Unveiling the correlations of tidal deformability with the nuclear symmetry energy parameters

TL;DR

This paper uses a covariance approach to analyze how neutron star tidal deformability correlates with nuclear symmetry energy parameters, revealing the importance of NMP correlations derived from fit data.

Contribution

It introduces a covariance method to study correlations between neutron star properties and nuclear matter parameters, emphasizing the role of NMP correlations from fit data.

Findings

Strong correlation between tidal deformability and symmetry energy slope and curvature.

NMP correlations from fit data significantly enhance the tidal deformability correlations.

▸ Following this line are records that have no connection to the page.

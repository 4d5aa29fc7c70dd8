use std::path::PathBuf;

use anyhow::Result;
use clap::{Parser, Subcommand};
use tracing_subscriber::{EnvFilter, layer::SubscriberExt, util::SubscriberInitExt};

mod commands;

use commands::context::AppContext;
use commands::submit::ModelEntry;

#[derive(Parser)]
#[command(name = "posm-survey")]
#[command(about = "POSM survey client - record point-of-sale material at retail stores", long_about = None)]
struct Cli {
    /// Directory holding config.toml and session.json
    #[arg(long, global = true, env = "POSM_CONFIG_DIR")]
    config_dir: Option<PathBuf>,

    /// Backend origin, overrides the configuration
    #[arg(long, global = true)]
    base_url: Option<String>,

    #[command(subcommand)]
    command: Commands,
}

#[derive(Subcommand)]
enum Commands {
    /// Manage the cached session
    Session {
        #[command(subcommand)]
        action: SessionAction,
    },
    /// Check the cached session against the server
    Verify,
    /// Sign out and wipe cached credentials
    Logout,
    /// Search stores by name or id
    Stores { query: String },
    /// Search model names
    Models { query: String },
    /// Record and submit a survey
    Submit {
        /// Store id, or a query that matches exactly one store
        #[arg(long)]
        store: String,

        /// `model=X100;posm=all;image=shelf.jpg[;qty=2][;source=camera]`,
        /// `posm` takes `all` or comma-separated POSM codes
        #[arg(long = "entry", required = true)]
        entries: Vec<ModelEntry>,
    },
}

#[derive(Subcommand)]
enum SessionAction {
    /// Store a session issued by the login page (JSON with accessToken,
    /// refreshToken and user)
    Import { file: PathBuf },
    /// Print the signed-in user
    Show,
}

#[tokio::main]
async fn main() -> Result<()> {
    let cli = Cli::parse();

    let ctx = AppContext::load(cli.config_dir.as_deref(), cli.base_url)?;
    init_tracing(&ctx.config.log_level, ctx.config.log_json);
    tracing::debug!(base_url = %ctx.config.base_url, "configuration loaded");

    match cli.command {
        Commands::Session { action } => match action {
            SessionAction::Import { file } => commands::session::import(&ctx, &file).await?,
            SessionAction::Show => commands::session::show(&ctx).await?,
        },
        Commands::Verify => commands::session::verify(&ctx).await?,
        Commands::Logout => commands::session::logout(&ctx).await?,
        Commands::Stores { query } => commands::search::stores(&ctx, &query).await?,
        Commands::Models { query } => commands::search::models(&ctx, &query).await?,
        Commands::Submit { store, entries } => {
            commands::submit::run(&ctx, &store, &entries).await?
        }
    }

    Ok(())
}

/// Logs go to stderr so command output stays pipeable. `RUST_LOG` wins over
/// the configured level.
fn init_tracing(level: &str, json: bool) {
    let filter = EnvFilter::try_from_default_env().unwrap_or_else(|_| EnvFilter::new(level));
    let registry = tracing_subscriber::registry().with(filter);
    if json {
        registry
            .with(tracing_subscriber::fmt::layer().json().with_writer(std::io::stderr))
            .init();
    } else {
        registry
            .with(tracing_subscriber::fmt::layer().with_writer(std::io::stderr))
            .init();
    }
}
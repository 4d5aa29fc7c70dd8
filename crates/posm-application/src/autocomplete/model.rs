//! Model search input.

use std::sync::Arc;
use std::time::Duration;

use futures::FutureExt;
use posm_core::suggest::{Key, KeyOutcome, SuggestionList};
use posm_core::survey::SelectedModels;

use super::search::{Autocomplete, Fetcher, InputEffect, Settled};
use crate::api::SurveyApi;

/// Model picker. Suggestions never include models that are already
/// selected, and committing one arms the "add" action instead of adding it.
pub struct ModelSearch {
    search: Autocomplete<String>,
    armed: Option<String>,
}

impl ModelSearch {
    pub fn new(api: SurveyApi, delay: Duration, min_len: usize) -> Self {
        let fetch: Fetcher<String> = Arc::new(move |query: String| {
            let api = api.clone();
            async move { api.model_autocomplete(&query).await }.boxed()
        });
        Self::with_fetcher(fetch, delay, min_len)
    }

    pub fn with_fetcher(fetch: Fetcher<String>, delay: Duration, min_len: usize) -> Self {
        Self {
            search: Autocomplete::new(fetch, delay, min_len),
            armed: None,
        }
    }

    pub fn input(&self) -> &str {
        self.search.input()
    }

    pub fn suggestions(&self) -> &SuggestionList<String> {
        self.search.suggestions()
    }

    /// Model the "add" action would add.
    pub fn armed(&self) -> Option<&str> {
        self.armed.as_deref()
    }

    pub fn on_input(&mut self, raw: &str) -> InputEffect {
        self.armed = None;
        self.search.on_input(raw)
    }

    pub async fn settle(&mut self, selected: &SelectedModels) -> Option<Settled> {
        self.search.settle_with(|model| !selected.contains(model)).await
    }

    pub fn handle_key(&mut self, key: Key) -> Option<String> {
        match self.search.handle_key(key) {
            KeyOutcome::Commit(model) => {
                self.arm(model.clone());
                Some(model)
            }
            _ => None,
        }
    }

    pub fn pick(&mut self, index: usize) -> Option<String> {
        let model = self.search.suggestions().get(index).cloned()?;
        self.arm(model.clone());
        Some(model)
    }

    pub fn arm(&mut self, model: String) {
        self.search.set_input(model.clone());
        self.armed = Some(model);
    }

    /// Disarms and empties the input, returning the armed model.
    pub fn take_armed(&mut self) -> Option<String> {
        let model = self.armed.take()?;
        self.search.clear();
        Some(model)
    }

    pub fn dismiss(&mut self) {
        self.search.dismiss();
    }

    pub fn clear(&mut self) {
        self.search.clear();
        self.armed = None;
    }
}
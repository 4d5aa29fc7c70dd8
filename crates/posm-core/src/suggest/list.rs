//! Suggestion list with keyboard navigation.

use serde::Serialize;

/// Keys the autocomplete inputs react to.
#[derive(Debug, Clone, Copy, PartialEq, Eq)]
pub enum Key {
    ArrowDown,
    ArrowUp,
    Enter,
    Escape,
    Other,
}

/// Result of a key press.
#[derive(Debug, Clone, PartialEq, Eq)]
pub enum KeyOutcome<T> {
    /// Nothing to do (empty list or unhandled key)
    Ignored,
    /// Only the highlighted row changed
    Moved { active: usize },
    /// The highlighted suggestion was committed
    Commit(T),
    /// The list was hidden without committing
    Dismissed,
}

/// Rendered suggestions plus the highlighted row.
#[derive(Debug, Clone, PartialEq, Eq, Serialize)]
pub struct SuggestionList<T> {
    items: Vec<T>,
    active: Option<usize>,
    visible: bool,
}

impl<T> Default for SuggestionList<T> {
    fn default() -> Self {
        Self {
            items: Vec::new(),
            active: None,
            visible: false,
        }
    }
}

impl<T: Clone> SuggestionList<T> {
    pub fn new() -> Self {
        Self::default()
    }

    /// Replaces the rows. The first row becomes active; an empty list hides
    /// the dropdown.
    pub fn show(&mut self, items: Vec<T>) {
        self.active = if items.is_empty() { None } else { Some(0) };
        self.visible = !items.is_empty();
        self.items = items;
    }

    /// Hides and empties the dropdown.
    pub fn hide(&mut self) {
        self.items.clear();
        self.active = None;
        self.visible = false;
    }

    /// Outside click.
    pub fn dismiss(&mut self) {
        self.hide();
    }

    pub fn items(&self) -> &[T] {
        &self.items
    }

    pub fn active_index(&self) -> Option<usize> {
        self.active
    }

    pub fn active_item(&self) -> Option<&T> {
        self.active.and_then(|i| self.items.get(i))
    }

    pub fn is_visible(&self) -> bool {
        self.visible
    }

    pub fn get(&self, index: usize) -> Option<&T> {
        self.items.get(index)
    }

    /// Arrow keys move the highlight by one within bounds; Enter commits the
    /// highlighted row; Escape hides the list.
    pub fn handle_key(&mut self, key: Key) -> KeyOutcome<T> {
        if self.items.is_empty() {
            return KeyOutcome::Ignored;
        }
        let last = self.items.len() - 1;

        match key {
            Key::ArrowDown => {
                let next = match self.active {
                    Some(i) => (i + 1).min(last),
                    None => 0,
                };
                self.active = Some(next);
                KeyOutcome::Moved { active: next }
            }
            Key::ArrowUp => {
                let next = self.active.map_or(0, |i| i.saturating_sub(1));
                self.active = Some(next);
                KeyOutcome::Moved { active: next }
            }
            Key::Enter => match self.active_item().cloned() {
                Some(item) => {
                    self.hide();
                    KeyOutcome::Commit(item)
                }
                None => KeyOutcome::Ignored,
            },
            Key::Escape => {
                self.hide();
                KeyOutcome::Dismissed
            }
            Key::Other => KeyOutcome::Ignored,
        }
    }
}

#[cfg(test)]
mod tests {
    use super::*;

    fn list() -> SuggestionList<&'static str> {
        let mut list = SuggestionList::new();
        list.show(vec!["a", "b", "c"]);
        list
    }

    #[test]
    fn test_first_row_active_by_default() {
        let list = list();
        assert!(list.is_visible());
        assert_eq!(list.active_item(), Some(&"a"));
    }

    #[test]
    fn test_arrows_clamp_to_bounds() {
        let mut list = list();
        assert_eq!(list.handle_key(Key::ArrowUp), KeyOutcome::Moved { active: 0 });
        list.handle_key(Key::ArrowDown);
        list.handle_key(Key::ArrowDown);
        assert_eq!(list.handle_key(Key::ArrowDown), KeyOutcome::Moved { active: 2 });
        assert_eq!(list.handle_key(Key::ArrowUp), KeyOutcome::Moved { active: 1 });
        assert!(list.is_visible());
    }

    #[test]
    fn test_enter_commits_active_row() {
        let mut list = list();
        list.handle_key(Key::ArrowDown);
        assert_eq!(list.handle_key(Key::Enter), KeyOutcome::Commit("b"));
        assert!(!list.is_visible());
    }

    #[test]
    fn test_escape_hides_without_commit() {
        let mut list = list();
        assert_eq!(list.handle_key(Key::Escape), KeyOutcome::Dismissed);
        assert!(list.items().is_empty());
    }

    #[test]
    fn test_empty_list_ignores_keys() {
        let mut list: SuggestionList<&str> = SuggestionList::new();
        list.show(Vec::new());
        assert!(!list.is_visible());
        assert_eq!(list.handle_key(Key::Enter), KeyOutcome::Ignored);
        assert_eq!(list.handle_key(Key::ArrowDown), KeyOutcome::Ignored);
    }
}
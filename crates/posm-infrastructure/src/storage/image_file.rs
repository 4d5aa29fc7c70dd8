//! Loads photos from disk for attachment.

use std::path::Path;

use posm_core::survey::{CaptureSource, ImageAttachment};
use posm_core::{Result, SurveyError};

/// Reads `path` into an attachment, guessing the content type from the
/// extension. Only `image/*` files are accepted, mirroring the browser's
/// `accept="image/*"` filter.
pub async fn load_image(path: &Path, source: CaptureSource) -> Result<ImageAttachment> {
    let content_type = mime_guess::from_path(path)
        .first()
        .filter(|mime| mime.type_() == mime_guess::mime::IMAGE)
        .ok_or_else(|| SurveyError::io(format!("Not an image file: {}", path.display())))?;

    let bytes = tokio::fs::read(path).await?;
    let file_name = path
        .file_name()
        .map(|n| n.to_string_lossy().into_owned())
        .unwrap_or_else(|| "image".to_string());

    Ok(ImageAttachment::new(
        file_name,
        content_type.essence_str(),
        bytes,
        source,
    ))
}

#[cfg(test)]
mod tests {
    use super::*;
    use tempfile::TempDir;

    #[tokio::test]
    async fn test_load_jpeg() {
        let temp_dir = TempDir::new().unwrap();
        let path = temp_dir.path().join("shelf.jpg");
        std::fs::write(&path, [0xFF, 0xD8, 0xFF]).unwrap();

        let image = load_image(&path, CaptureSource::Gallery).await.unwrap();

        assert_eq!(image.file_name, "shelf.jpg");
        assert_eq!(image.content_type, "image/jpeg");
        assert_eq!(image.size(), 3);
        assert_eq!(image.source, CaptureSource::Gallery);
    }

    #[tokio::test]
    async fn test_non_image_rejected() {
        let temp_dir = TempDir::new().unwrap();
        let path = temp_dir.path().join("notes.txt");
        std::fs::write(&path, "hello").unwrap();

        assert!(load_image(&path, CaptureSource::Camera).await.is_err());
    }
}
//! Retail store reference.

use serde::{Deserialize, Serialize};

/// A store as returned by the store search endpoint.
///
/// Extra fields in the search payload are ignored.
#[derive(Debug, Clone, PartialEq, Eq, Hash, Serialize, Deserialize)]
pub struct StoreRef {
    pub store_id: String,
    pub store_name: String,
}

impl StoreRef {
    pub fn new(store_id: impl Into<String>, store_name: impl Into<String>) -> Self {
        Self {
            store_id: store_id.into(),
            store_name: store_name.into(),
        }
    }

    /// Label written into the search input and the summary panel.
    pub fn label(&self) -> String {
        format!("{} ({})", self.store_name, self.store_id)
    }
}
//! reqwest-backed [`Transport`].

use async_trait::async_trait;
use posm_core::transport::{ApiRequest, ApiResponse, HttpMethod, RequestBody, Transport};
use posm_core::{Result, SurveyError};
use reqwest::multipart::{Form, Part};
use reqwest::Client;

/// Sends requests to one backend origin.
///
/// No timeout is configured by default: a hung request stalls only the
/// operation that issued it.
#[derive(Clone)]
pub struct ReqwestTransport {
    client: Client,
    base_url: String,
}

impl ReqwestTransport {
    pub fn new(base_url: impl Into<String>) -> Self {
        Self::with_client(Client::new(), base_url)
    }

    pub fn with_client(client: Client, base_url: impl Into<String>) -> Self {
        Self {
            client,
            base_url: base_url.into().trim_end_matches('/').to_string(),
        }
    }

    pub fn base_url(&self) -> &str {
        &self.base_url
    }

    fn url(&self, path: &str) -> String {
        if path.starts_with('/') {
            format!("{}{}", self.base_url, path)
        } else {
            format!("{}/{}", self.base_url, path)
        }
    }
}

#[async_trait]
impl Transport for ReqwestTransport {
    async fn execute(&self, request: ApiRequest) -> Result<ApiResponse> {
        let url = self.url(&request.path);
        let mut builder = match request.method {
            HttpMethod::Get => self.client.get(&url),
            HttpMethod::Post => self.client.post(&url),
        };

        if !request.query.is_empty() {
            builder = builder.query(&request.query);
        }
        if let Some(token) = &request.bearer {
            builder = builder.bearer_auth(token);
        }

        builder = match request.body {
            RequestBody::Empty => builder,
            RequestBody::Json(value) => builder.json(&value),
            RequestBody::File(file) => {
                // reqwest writes the multipart content type including its boundary
                let part = Part::bytes(file.bytes)
                    .file_name(file.file_name)
                    .mime_str(&file.content_type)
                    .map_err(|e| SurveyError::transport(format!("Invalid content type: {e}")))?;
                builder.multipart(Form::new().part("file", part))
            }
        };

        let response = builder.send().await.map_err(|err| {
            tracing::warn!(url = %url, "request failed: {err}");
            SurveyError::transport(format!("Request to {} failed: {}", request.path, err))
        })?;

        let status = response.status().as_u16();
        let body = response
            .bytes()
            .await
            .map_err(|err| SurveyError::transport(format!("Failed to read response body: {err}")))?;

        tracing::debug!(url = %url, status, bytes = body.len(), "response received");
        Ok(ApiResponse::new(status, body.to_vec()))
    }
}

#[cfg(test)]
mod tests {
    use super::*;

    #[test]
    fn test_url_joining() {
        let transport = ReqwestTransport::new("http://localhost:3000/");
        assert_eq!(transport.base_url(), "http://localhost:3000");
        assert_eq!(transport.url("/api/upload"), "http://localhost:3000/api/upload");
        assert_eq!(transport.url("api/upload"), "http://localhost:3000/api/upload");
    }

    #[tokio::test]
    async fn test_unreachable_host_is_transport_error() {
        let transport = ReqwestTransport::new("http://127.0.0.1:9");
        let err = transport
            .execute(ApiRequest::get("/api/auth/verify"))
            .await
            .unwrap_err();
        assert!(matches!(err, SurveyError::Transport(_)));
    }
}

Interplay between isoscalar and isovector NMPs influences the results.

Abstract

The chi-squared based covariance approach allows one to estimate the correlations among desired observables related to nuclear matter directly from a set of fit data without taking recourse to the distributions of the nuclear matter parameters (NMPs). Such an approach is applied to study the correlations of tidal deformability of neutron star with the slope and the curvature parameters of nuclear symmetry energy governed by an extensive set of fit data on the finite nuclei together with the maximum mass of the neutron star. The knowledge of the distributions of NMPs consistent with the fit data is implicitly inbuilt in the Hessian matrix which is central to this covariance approach. Comparing our results with those obtained with the explicit use of the distributions of NMPs, we show that the appropriate correlations among NMPs as induced by the fit data are instrumental in strengthening the correlations of the tidal deformability with the symmetry energy parameters, without it, the said correlations tend to disappear. The interplay between isoscalar and isovector NMPs is also emphasized.